Corruption as usual

Anne Applebaum:


Two hurricanes have now hit Louisiana, wreaking terrible destruction. New Orleans continues to flood. Hundreds of thousands of people are scattered across the country, many in shelters. Given the scale of the calamity, surely it's time for Louisiana politicians to stop, assess the damage and work out the most rational way to help their state recover. Surely this is not the time for the government to write blank checks, for legislators to get greedy about unnecessary canals in their districts, or for federal agencies to launch projects that make future flooding more likely. Surely this is the time to spend money wisely. Right?

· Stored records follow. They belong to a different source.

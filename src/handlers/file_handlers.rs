//! Handlers for uploads and file operations.

use axum::{
    Json,
    extract::{Path, Query, State},
    http::StatusCode,
};
use uuid::Uuid;

use crate::errors::ApiResult;
use crate::handlers::extract::{CurrentUser, MaybeUser, ShareQuery};
use crate::services::AppState;
use crate::services::files_service::FileResponse;
use crate::services::uploads_service::{
    CancelUploadRequest, CompleteUploadRequest, InitiateUploadRequest, InitiateUploadResponse,
    UploadCompletedResponse,
};

/// POST `/files/upload` — initiate a multipart upload.
pub async fn initiate_upload(
    State(state): State<AppState>,
    CurrentUser(user_id): CurrentUser,
    Json(data): Json<InitiateUploadRequest>,
) -> ApiResult<Json<InitiateUploadResponse>> {
    Ok(Json(state.uploads().initiate(user_id, data).await?))
}

/// POST `/files/{id}/complete-upload` — finalize a multipart upload.
pub async fn complete_upload(
    State(state): State<AppState>,
    CurrentUser(user_id): CurrentUser,
    Path(file_id): Path<Uuid>,
    Json(data): Json<CompleteUploadRequest>,
) -> ApiResult<Json<UploadCompletedResponse>> {
    Ok(Json(state.uploads().complete(user_id, file_id, data).await?))
}

/// POST `/files/{id}/cancel-upload` — abort an in-progress upload.
pub async fn cancel_upload(
    State(state): State<AppState>,
    CurrentUser(user_id): CurrentUser,
    Path(file_id): Path<Uuid>,
    Json(data): Json<CancelUploadRequest>,
) -> ApiResult<StatusCode> {
    state.uploads().cancel(user_id, file_id, data).await?;
    Ok(StatusCode::NO_CONTENT)
}

/// GET `/files/{id}` — fetch a file as owner or share viewer.
pub async fn get_file(
    State(state): State<AppState>,
    MaybeUser(viewer_id): MaybeUser,
    Path(file_id): Path<Uuid>,
    Query(query): Query<ShareQuery>,
) -> ApiResult<Json<FileResponse>> {
    Ok(Json(state.files().get_file(file_id, viewer_id, query.share).await?))
}

/// DELETE `/files/{id}` — owner delete.
pub async fn delete_file(
    State(state): State<AppState>,
    CurrentUser(user_id): CurrentUser,
    Path(file_id): Path<Uuid>,
) -> ApiResult<StatusCode> {
    state.files().delete_file(user_id, file_id).await?;
    Ok(StatusCode::NO_CONTENT)
}
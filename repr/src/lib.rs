//! A save data container is a fixed-size image made of several stacked storage layers. The
//! first 0x4000 bytes are a header describing every other region:
//!
//! * [Header](header/index.html): layout table, duplex, integrity, journal, save and remap
//!   headers, plus the extra data block
//! * [Remap Map Entries](remap/index.html): two tables mapping virtual ranges onto physical ones
//! * Duplex Layers: A/B mirrored data, selected per block by a bitmap
//! * [Journal Map](journal/index.html): logical to physical block indirection
//! * [Allocation Table](allocation_table/index.html): linked list of block runs
//! * [Directory and File Tables](fs/index.html): fixed size records forming the file tree
//!
//! All integers are stored little endian.

use std::fmt;
use zerocopy::byteorder::LittleEndian;
use zerocopy::{AsBytes, FromBytes, LayoutVerified, Unaligned};

pub mod allocation_table;
pub mod fs;
pub mod header;
pub mod journal;
pub mod remap;

pub type U32 = zerocopy::byteorder::U32<LittleEndian>;
pub type U64 = zerocopy::byteorder::U64<LittleEndian>;
pub type I32 = zerocopy::byteorder::I32<LittleEndian>;
pub type I64 = zerocopy::byteorder::I64<LittleEndian>;

/// Four ASCII bytes at the start of each header region
#[derive(Copy, Clone, PartialEq, Eq, AsBytes, FromBytes, Unaligned)]
#[repr(C)]
pub struct Magic(pub [u8; 4]);

impl fmt::Display for Magic {
    fn fmt(&self, f: &mut fmt::Formatter) -> fmt::Result {
        for &b in &self.0 {
            if b.is_ascii_graphic() {
                write!(f, "{}", b as char)?;
            } else {
                write!(f, "\\x{:02x}", b)?;
            }
        }
        Ok(())
    }
}

impl fmt::Debug for Magic {
    fn fmt(&self, f: &mut fmt::Formatter) -> fmt::Result {
        write!(f, "Magic(\"{}\")", self)
    }
}

/// Copy a `T` out of the start of `bytes`
///
/// Returns `None` if `bytes` is shorter than `T`
pub fn read<T: FromBytes + Unaligned + Copy>(bytes: &[u8]) -> Option<T> {
    LayoutVerified::<_, T>::new_unaligned_from_prefix(bytes).map(|(layout, _)| *layout)
}

#[test]
fn magic_display() {
    assert_eq!(format!("{}", Magic(*b"DISF")), "DISF");
    assert_eq!(format!("{}", Magic([b'R', 0, b'A', b'P'])), "R\\x00AP");
}

#[test]
fn read_short_input() {
    let bytes = [1u8, 0, 0];
    assert!(read::<U32>(&bytes).is_none());
    let bytes = [1u8, 0, 0, 0, 0xFF];
    assert_eq!(read::<U32>(&bytes).map(|v| v.get()), Some(1));
}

Wrong -- and if you thought otherwise, then you, like me, are still learning how deeply corrupt America's legislative branch has become. Most of the time, members of Congress don't accept cash bribes in unmarked envelopes. Most of the time, senators don't pay for their daughters' wedding receptions out of government slush funds. Most of the time, American politicians don't put their ill-gotten gains into numbered Swiss bank accounts or get the Mafia to launder their money. But corruption comes in many forms, and in this country it comes in the dull-sounding, unglamorous, switch-off-the-television form of infrastructure appropriations.

Exhibit A is the Louisiana congressional delegation's new request for $250 billion in hurricane reconstruction funds. As a Post editorial pointed out yesterday, this money -- more than $50,000 per Louisiana resident -- would come on top of the $62.3 billion Congress has already appropriated, on top of the charitable donations, on top of the insurance payouts. Among other things, the proposal demands $40 billion of new Army Corps of Engineers spending, 16 times more than the Corps says it needs to protect New Orleans from a Category 5 hurricane. Despite the fact that previous Corps projects drained Louisiana's coastal wetlands, thereby destroying what could have been a natural buffer against at least some of the Rita and Katrina storm surges, the proposal calls for a suspension of environmental reviews. Despite the fact that Louisiana spent hundreds of millions of dollars on water projects that turned out to be unnecessary, or even damaging, the proposal makes it possible to suspend cost-benefit analyses.

In its scale and sheer disregard for common sense, the Louisiana proposal breaks new ground. But I don't want to single out Louisiana: After all, the state's representatives are acting logically, even if they aren't spending logically. They are playing by the rules of the only system for distributing federal funds that there is, and that system allocates money not according to the dictates of logic, but to the demands of politics and patronage.

The logic of corruption does not make it right and certainly there is not one member of the Louisiana congressional delegation that will be eligible for a profiles in courage award after this mess. To see all of them go on TV and blame others then ask others to pay for the mess they refuse to take responsibility for is breath taking. The state and local officials are worse. None of them should be permitted to get their hands on any of this money nor should anyone who contributes to them.

The bid process for the work must not gave favor to Louisiana contractors who have so miserably failed the state inthe past. Make the projects open to bid by contractors around the US and the world. Certainly they should consider engineering and contracting services from places like the Netherlands in rebuilding the levees. Texas and Mississippi contractors do a much better job of building roads and other infrastructure. By making the Louisiana contractors compete, we will make them better and more efficient.